_DIRECTIONS FOR THIS TASK_
The data are to be restated in full, exactly as presented.

Stored data entries
##############################

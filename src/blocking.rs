//! Driving async clients from blocking calls

use crate::error::*;
use std::future::Future;
use tokio::runtime::{Builder, EnterGuard, Handle, Runtime, RuntimeFlavor};

/// Private runtime the daemon and runtime backends run their clients on
///
/// Usable from plain threads and from worker threads of a multi-threaded
/// tokio runtime. A thread driving a current-thread runtime cannot block at
/// all, so calls from there fail with [`Error::AsyncContext`].
pub(crate) struct BlockingRuntime {
    // `None` only while dropping
    rt: Option<Runtime>,
}

impl BlockingRuntime {
    pub(crate) fn new() -> Result<Self> {
        check_context()?;
        let rt = Builder::new_current_thread()
            .enable_all()
            .build()
            .map_err(|e| Error::Construction(format!("tokio runtime: {}", e)))?;
        Ok(BlockingRuntime { rt: Some(rt) })
    }

    /// Run `future` to completion on this runtime
    pub(crate) fn block_on<T, F>(&self, future: F) -> Result<T>
    where
        F: Future<Output = Result<T>>,
    {
        let rt = self.runtime()?;
        if in_async_context()? {
            tokio::task::block_in_place(|| rt.block_on(future))
        } else {
            rt.block_on(future)
        }
    }

    /// Make this runtime current, for clients which capture it on creation
    pub(crate) fn enter(&self) -> Result<EnterGuard<'_>> {
        Ok(self.runtime()?.enter())
    }

    fn runtime(&self) -> Result<&Runtime> {
        self.rt
            .as_ref()
            .ok_or_else(|| Error::Construction("tokio runtime is shut down".to_string()))
    }
}

impl Drop for BlockingRuntime {
    fn drop(&mut self) {
        // Dropping a runtime blocks, which async contexts do not allow
        if let Some(rt) = self.rt.take() {
            if Handle::try_current().is_ok() {
                rt.shutdown_background();
            }
        }
    }
}

fn check_context() -> Result<()> {
    in_async_context().map(|_| ())
}

/// `true` on a worker thread of a multi-threaded runtime
fn in_async_context() -> Result<bool> {
    match Handle::try_current() {
        Err(_) => Ok(false),
        Ok(handle) => match handle.runtime_flavor() {
            RuntimeFlavor::MultiThread => Ok(true),
            _ => Err(Error::AsyncContext),
        },
    }
}
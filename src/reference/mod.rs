//! Image references in the normalized form the docker CLI uses

mod domain;
mod name;
mod tag;

pub use domain::{Domain, DOCKER_HUB};
pub use name::Name;
pub use tag::Tag;

use crate::{error::*, Digest};
use regex::Regex;
use std::{fmt, str::FromStr};

/// Upper bound for `<domain>/<name>`
const NAME_TOTAL_LENGTH_MAX: usize = 255;

lazy_static::lazy_static! {
    static ref IMAGE_ID_RE: Regex = Regex::new(r"^[a-f0-9]{64}$").unwrap();
}

/// Fully qualified image reference
///
/// Parsing fills in what the user is allowed to omit:
///
/// - `ubuntu` becomes `docker.io/library/ubuntu:latest`
/// - `localhost:5000/test_repo` becomes `localhost:5000/test_repo:latest`
/// - a tag next to a digest is dropped, the digest pins the image anyway
///
/// ```
/// use regclient::ImageReference;
///
/// let image = ImageReference::parse("ubuntu:20.04").unwrap();
/// assert_eq!(image.to_string(), "docker.io/library/ubuntu:20.04");
/// assert_eq!(image.domain.as_str(), "docker.io");
/// ```
#[derive(Debug, Clone, PartialEq, Eq, Hash)]
pub struct ImageReference {
    pub domain: Domain,
    pub name: Name,
    /// Always `Some` unless `digest` is given
    pub tag: Option<Tag>,
    pub digest: Option<Digest>,
}

impl ImageReference {
    pub fn parse(input: &str) -> Result<Self> {
        let invalid = |reason: &str| Error::InvalidReference(format!("{} ({})", input, reason));
        if input.is_empty() {
            return Err(invalid("empty"));
        }
        if IMAGE_ID_RE.is_match(input) {
            return Err(invalid("cannot specify 64-byte hexadecimal strings"));
        }

        let (remainder, digest) = match input.split_once('@') {
            Some((remainder, digest)) => {
                let digest = Digest::new(digest).map_err(|e| invalid(&e.to_string()))?;
                (remainder, Some(digest))
            }
            None => (input, None),
        };

        // A colon after the last slash starts the tag, others belong to the port
        let last_slash = remainder.rfind('/').map(|i| i + 1).unwrap_or(0);
        let (path, tag) = match remainder[last_slash..].rfind(':') {
            Some(i) => {
                let split = last_slash + i;
                let tag = Tag::new(&remainder[split + 1..]).map_err(|e| invalid(&e.to_string()))?;
                (&remainder[..split], Some(tag))
            }
            None => (remainder, None),
        };

        let (domain, name) = match path.split_once('/') {
            Some((first, rest)) if is_domain_component(first) => {
                let domain = Domain::new(first).map_err(|e| invalid(&e.to_string()))?;
                (domain, rest.to_string())
            }
            _ => (Domain::docker_hub(), path.to_string()),
        };
        let name = if domain.is_docker_hub() && !name.contains('/') {
            format!("library/{}", name)
        } else {
            name
        };
        if name.chars().any(|c| c.is_ascii_uppercase()) {
            return Err(invalid("repository name must be lowercase"));
        }
        if domain.as_str().len() + 1 + name.len() > NAME_TOTAL_LENGTH_MAX {
            return Err(invalid("repository name must not be more than 255 characters"));
        }
        let name = Name::new(&name).map_err(|e| invalid(&e.to_string()))?;

        let tag = match (tag, &digest) {
            (_, Some(_)) => None,
            (Some(tag), None) => Some(tag),
            (None, None) => Some(Tag::latest()),
        };
        Ok(ImageReference {
            domain,
            name,
            tag,
            digest,
        })
    }

    /// `<domain>/<name>` part without tag and digest
    pub fn repository(&self) -> String {
        format!("{}/{}", self.domain, self.name)
    }

    /// Tag or digest, in the form the registry API takes it in `/v2/<name>/manifests/<reference>`
    pub fn manifest_reference(&self) -> String {
        match (&self.digest, &self.tag) {
            (Some(digest), _) => digest.to_string(),
            (None, Some(tag)) => tag.to_string(),
            (None, None) => Tag::latest().to_string(),
        }
    }

    /// Same repository pinned to `digest`
    pub fn with_digest(&self, digest: Digest) -> Self {
        ImageReference {
            domain: self.domain.clone(),
            name: self.name.clone(),
            tag: None,
            digest: Some(digest),
        }
    }
}

/// The first path component is a registry only when it looks like a host
fn is_domain_component(component: &str) -> bool {
    component.contains('.')
        || component.contains(':')
        || component == "localhost"
        || component.chars().any(|c| c.is_ascii_uppercase())
}

impl fmt::Display for ImageReference {
    fn fmt(&self, f: &mut fmt::Formatter<'_>) -> fmt::Result {
        write!(f, "{}/{}", self.domain, self.name)?;
        if let Some(digest) = &self.digest {
            write!(f, "@{}", digest)
        } else if let Some(tag) = &self.tag {
            write!(f, ":{}", tag)
        } else {
            Ok(())
        }
    }
}

impl FromStr for ImageReference {
    type Err = Error;
    fn from_str(s: &str) -> Result<Self> {
        Self::parse(s)
    }
}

##############################

_SOLUTION_
filename src/blocking.rs
//! Driving async clients from blocking calls

use crate::error::*;
use std::future::Future;
use tokio::runtime::{Builder, EnterGuard, Handle, Runtime, RuntimeFlavor};

/// Private runtime the daemon and runtime backends run their clients on
///
/// Usable from plain threads and from worker threads of a multi-threaded
/// tokio runtime. A thread driving a current-thread runtime cannot block at
/// all, so calls from there fail with [`Error::AsyncContext`].
pub(crate) struct BlockingRuntime {
    // `None` only while dropping
    rt: Option<Runtime>,
}

impl BlockingRuntime {
    pub(crate) fn new() -> Result<Self> {
        check_context()?;
        let rt = Builder::new_current_thread()
            .enable_all()
            .build()
            .map_err(|e| Error::Construction(format!("tokio runtime: {}", e)))?;
        Ok(BlockingRuntime { rt: Some(rt) })
    }

    /// Run `future` to completion on this runtime
    pub(crate) fn block_on<T, F>(&self, future: F) -> Result<T>
    where
        F: Future<Output = Result<T>>,
    {
        let rt = self.runtime()?;
        if in_async_context()? {
            tokio::task::block_in_place(|| rt.block_on(future))
        } else {
            rt.block_on(future)
        }
    }

    /// Make this runtime current, for clients which capture it on creation
    pub(crate) fn enter(&self) -> Result<EnterGuard<'_>> {
        Ok(self.runtime()?.enter())
    }

    fn runtime(&self) -> Result<&Runtime> {
        self.rt
            .as_ref()
            .ok_or_else(|| Error::Construction("tokio runtime is shut down".to_string()))
    }
}

impl Drop for BlockingRuntime {
    fn drop(&mut self) {
        // Dropping a runtime blocks, which async contexts do not allow
        if let Some(rt) = self.rt.take() {
            if Handle::try_current().is_ok() {
                rt.shutdown_background();
            }
        }
    }
}

fn check_context() -> Result<()> {
    in_async_context().map(|_| ())
}

/// `true` on a worker thread of a multi-threaded runtime
fn in_async_context() -> Result<bool> {
    match Handle::try_current() {
        Err(_) => Ok(false),
        Ok(handle) => match handle.runtime_flavor() {
            RuntimeFlavor::MultiThread => Ok(true),
            _ => Err(Error::AsyncContext),
        },
    }
}
filename src/reference/mod.rs
//! Image references in the normalized form the docker CLI uses

mod domain;
mod name;
mod tag;

pub use domain::{Domain, DOCKER_HUB};
pub use name::Name;
pub use tag::Tag;

use crate::{error::*, Digest};
use regex::Regex;
use std::{fmt, str::FromStr};

/// Upper bound for `<domain>/<name>`
const NAME_TOTAL_LENGTH_MAX: usize = 255;

lazy_static::lazy_static! {
    static ref IMAGE_ID_RE: Regex = Regex::new(r"^[a-f0-9]{64}$").unwrap();
}

/// Fully qualified image reference
///
/// Parsing fills in what the user is allowed to omit:
///
/// - `ubuntu` becomes `docker.io/library/ubuntu:latest`
/// - `localhost:5000/test_repo` becomes `localhost:5000/test_repo:latest`
/// - a tag next to a digest is dropped, the digest pins the image anyway
///
/// ```
/// use regclient::ImageReference;
///
/// let image = ImageReference::parse("ubuntu:20.04").unwrap();
/// assert_eq!(image.to_string(), "docker.io/library/ubuntu:20.04");
/// assert_eq!(image.domain.as_str(), "docker.io");
/// ```
#[derive(Debug, Clone, PartialEq, Eq, Hash)]
pub struct ImageReference {
    pub domain: Domain,
    pub name: Name,
    /// Always `Some` unless `digest` is given
    pub tag: Option<Tag>,
    pub digest: Option<Digest>,
}

impl ImageReference {
    pub fn parse(input: &str) -> Result<Self> {
        let invalid = |reason: &str| Error::InvalidReference(format!("{} ({})", input, reason));
        if input.is_empty() {
            return Err(invalid("empty"));
        }
        if IMAGE_ID_RE.is_match(input) {
            return Err(invalid("cannot specify 64-byte hexadecimal strings"));
        }

        let (remainder, digest) = match input.split_once('@') {
            Some((remainder, digest)) => {
                let digest = Digest::new(digest).map_err(|e| invalid(&e.to_string()))?;
                (remainder, Some(digest))
            }
            None => (input, None),
        };

        // A colon after the last slash starts the tag, others belong to the port
        let last_slash = remainder.rfind('/').map(|i| i + 1).unwrap_or(0);
        let (path, tag) = match remainder[last_slash..].rfind(':') {
            Some(i) => {
                let split = last_slash + i;
                let tag = Tag::new(&remainder[split + 1..]).map_err(|e| invalid(&e.to_string()))?;
                (&remainder[..split], Some(tag))
            }
            None => (remainder, None),
        };

        let (domain, name) = match path.split_once('/') {
            Some((first, rest)) if is_domain_component(first) => {
                let domain = Domain::new(first).map_err(|e| invalid(&e.to_string()))?;
                (domain, rest.to_string())
            }
            _ => (Domain::docker_hub(), path.to_string()),
        };
        let name = if domain.is_docker_hub() && !name.contains('/') {
            format!("library/{}", name)
        } else {
            name
        };
        if name.chars().any(|c| c.is_ascii_uppercase()) {
            return Err(invalid("repository name must be lowercase"));
        }
        if domain.as_str().len() + 1 + name.len() > NAME_TOTAL_LENGTH_MAX {
            return Err(invalid("repository name must not be more than 255 characters"));
        }
        let name = Name::new(&name).map_err(|e| invalid(&e.to_string()))?;

        let tag = match (tag, &digest) {
            (_, Some(_)) => None,
            (Some(tag), None) => Some(tag),
            (None, None) => Some(Tag::latest()),
        };
        Ok(ImageReference {
            domain,
            name,
            tag,
            digest,
        })
    }

    /// `<domain>/<name>` part without tag and digest
    pub fn repository(&self) -> String {
        format!("{}/{}", self.domain, self.name)
    }

    /// Tag or digest, in the form the registry API takes it in `/v2/<name>/manifests/<reference>`
    pub fn manifest_reference(&self) -> String {
        match (&self.digest, &self.tag) {
            (Some(digest), _) => digest.to_string(),
            (None, Some(tag)) => tag.to_string(),
            (None, None) => Tag::latest().to_string(),
        }
    }

    /// Same repository pinned to `digest`
    pub fn with_digest(&self, digest: Digest) -> Self {
        ImageReference {
            domain: self.domain.clone(),
            name: self.name.clone(),
            tag: None,
            digest: Some(digest),
        }
    }
}

/// The first path component is a registry only when it looks like a host
fn is_domain_component(component: &str) -> bool {
    component.contains('.')
        || component.contains(':')
        || component == "localhost"
        || component.chars().any(|c| c.is_ascii_uppercase())
}

impl fmt::Display for ImageReference {
    fn fmt(&self, f: &mut fmt::Formatter<'_>) -> fmt::Result {
        write!(f, "{}/{}", self.domain, self.name)?;
        if let Some(digest) = &self.digest {
            write!(f, "@{}", digest)
        } else if let Some(tag) = &self.tag {
            write!(f, ":{}", tag)
        } else {
            Ok(())
        }
    }
}

impl FromStr for ImageReference {
    type Err = Error;
    fn from_str(s: &str) -> Result<Self> {
        Self::parse(s)
    }
}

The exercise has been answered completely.